**Source records**

Content starts

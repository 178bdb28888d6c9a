mod support;

use obslog_astro::core::RefractionModel;
use obslog_astro::models::{RiseSet, TimeInstant, Visibility};
use obslog_astro::services::{
    compute_batch, hour_angle, to_horizontal, VisibilityEngine, SIDEREAL_DAY,
};
use support::{bonn_at, cape_town_at, position};

fn days_between(a: &TimeInstant, b: &TimeInstant) -> f64 {
    (b.utc() - a.utc()).num_milliseconds() as f64 / 86_400_000.0
}

#[test]
fn test_bonn_transit_is_daily_maximum() {
    let frame = bonn_at(2024, 11, 2, 18, 0);
    let target = position(5.5, 45.0);
    let engine = VisibilityEngine::default();

    let vis = engine.compute_visibility(&frame, &target).unwrap();
    assert_eq!(vis.rise_set, RiseSet::Circumpolar);

    let at_transit = frame.at(vis.transit);
    let peak = to_horizontal(&at_transit, &target).altitude.value();
    // upper culmination of Dec +45° at latitude 50.74°
    assert!((peak - (90.0 - 50.7374 + 45.0)).abs() < 0.5, "peak {peak}");
    assert!(hour_angle(&at_transit, &target).value().abs() < 1e-3);

    for step in 0..144 {
        let t = frame.instant().add_days(step as f64 / 144.0).unwrap();
        let alt = to_horizontal(&frame.at(t), &target).altitude.value();
        assert!(alt <= peak + 1e-3, "altitude {alt} at step {step} exceeds {peak}");
    }
}

#[test]
fn test_rise_transit_set_ordering_from_below_horizon() {
    let frame = bonn_at(2024, 7, 1, 22, 30);
    let target = position(5.5, 0.0);
    assert!(to_horizontal(&frame, &target).altitude.value() < 0.0);

    let vis = VisibilityEngine::default()
        .compute_visibility(&frame, &target)
        .unwrap();
    let (rise, set) = (vis.rise().unwrap(), vis.set().unwrap());

    assert!(rise.utc() < vis.transit.utc());
    assert!(vis.transit.utc() < set.utc());
    assert!(days_between(frame.instant(), &set) < SIDEREAL_DAY);

    // an equatorial target spends about half a day above the horizon
    let up = days_between(&rise, &set) * 24.0;
    assert!((12.0..12.5).contains(&up), "up for {up}h");
}

#[test]
fn test_events_lie_on_the_horizon() {
    let frame = bonn_at(2024, 7, 1, 22, 30);
    let target = position(5.5, 20.0);
    let engine = VisibilityEngine::new(RefractionModel::None, 0.0);
    let vis = engine.compute_visibility(&frame, &target).unwrap();

    for event in [vis.rise().unwrap(), vis.set().unwrap()] {
        let alt = to_horizontal(&frame.at(event), &target).altitude.value();
        assert!(alt.abs() < 0.01, "altitude {alt} at event");
    }
}

#[test]
fn test_refraction_lengthens_the_night_arc() {
    let frame = bonn_at(2024, 7, 1, 22, 30);
    let target = position(5.5, 0.0);

    let geometric = VisibilityEngine::new(RefractionModel::None, 0.0)
        .compute_visibility(&frame, &target)
        .unwrap();
    let refracted = VisibilityEngine::new(RefractionModel::Standard, 0.0)
        .compute_visibility(&frame, &target)
        .unwrap();

    assert!(refracted.rise().unwrap().utc() < geometric.rise().unwrap().utc());
    assert!(refracted.set().unwrap().utc() > geometric.set().unwrap().utc());
    assert_eq!(refracted.transit, geometric.transit);
}

#[test]
fn test_circumpolar_and_never_rising() {
    let frame = bonn_at(2024, 3, 20, 21, 0);
    let engine = VisibilityEngine::default();

    // Polaris
    let polaris = engine.rise_set(&frame, &position(2.53, 89.26)).unwrap();
    assert_eq!(polaris, RiseSet::Circumpolar);
    // Canopus never clears the horizon from Bonn
    let canopus = engine.rise_set(&frame, &position(6.40, -52.70)).unwrap();
    assert_eq!(canopus, RiseSet::NeverRises);
}

#[test]
fn test_southern_site_mirrors_the_sky() {
    let frame = cape_town_at(2024, 3, 20, 21, 0);
    let engine = VisibilityEngine::default();

    // south of Dec -56 nothing sets from latitude -33.9
    let south_polar = engine.rise_set(&frame, &position(10.0, -80.0)).unwrap();
    assert_eq!(south_polar, RiseSet::Circumpolar);
    let polaris = engine.rise_set(&frame, &position(2.53, 89.26)).unwrap();
    assert_eq!(polaris, RiseSet::NeverRises);

    let canopus = position(6.40, -52.70);
    let vis = engine.compute_visibility(&frame, &canopus).unwrap();
    assert!(matches!(vis.rise_set, RiseSet::Normal { .. }));
    let peak = to_horizontal(&frame.at(vis.transit), &canopus).altitude.value();
    assert!((peak - 71.2).abs() < 0.5, "Canopus culminates at {peak}");
}

#[test]
fn test_batch_reports_unknown_coordinates_as_unavailable() {
    let frame = bonn_at(2024, 11, 2, 20, 0);
    let results = compute_batch(
        &VisibilityEngine::default(),
        &frame,
        &[Some(position(5.5, 45.0)), None, Some(position(18.6, 38.8))],
    );
    assert_eq!(results.len(), 3);
    assert!(results[0].as_ref().unwrap().is_available());
    assert_eq!(*results[1].as_ref().unwrap(), Visibility::Unavailable);
    assert!(results[2].as_ref().unwrap().is_available());
}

Content ends

The string "refracted" may occur in the listing; show every line where it does.

    let refracted = VisibilityEngine::new(RefractionModel::Standard, 0.0)
    assert!(refracted.rise().unwrap().utc() < geometric.rise().unwrap().utc());
    assert!(refracted.set().unwrap().utc() > geometric.set().unwrap().utc());
    assert_eq!(refracted.transit, geometric.transit);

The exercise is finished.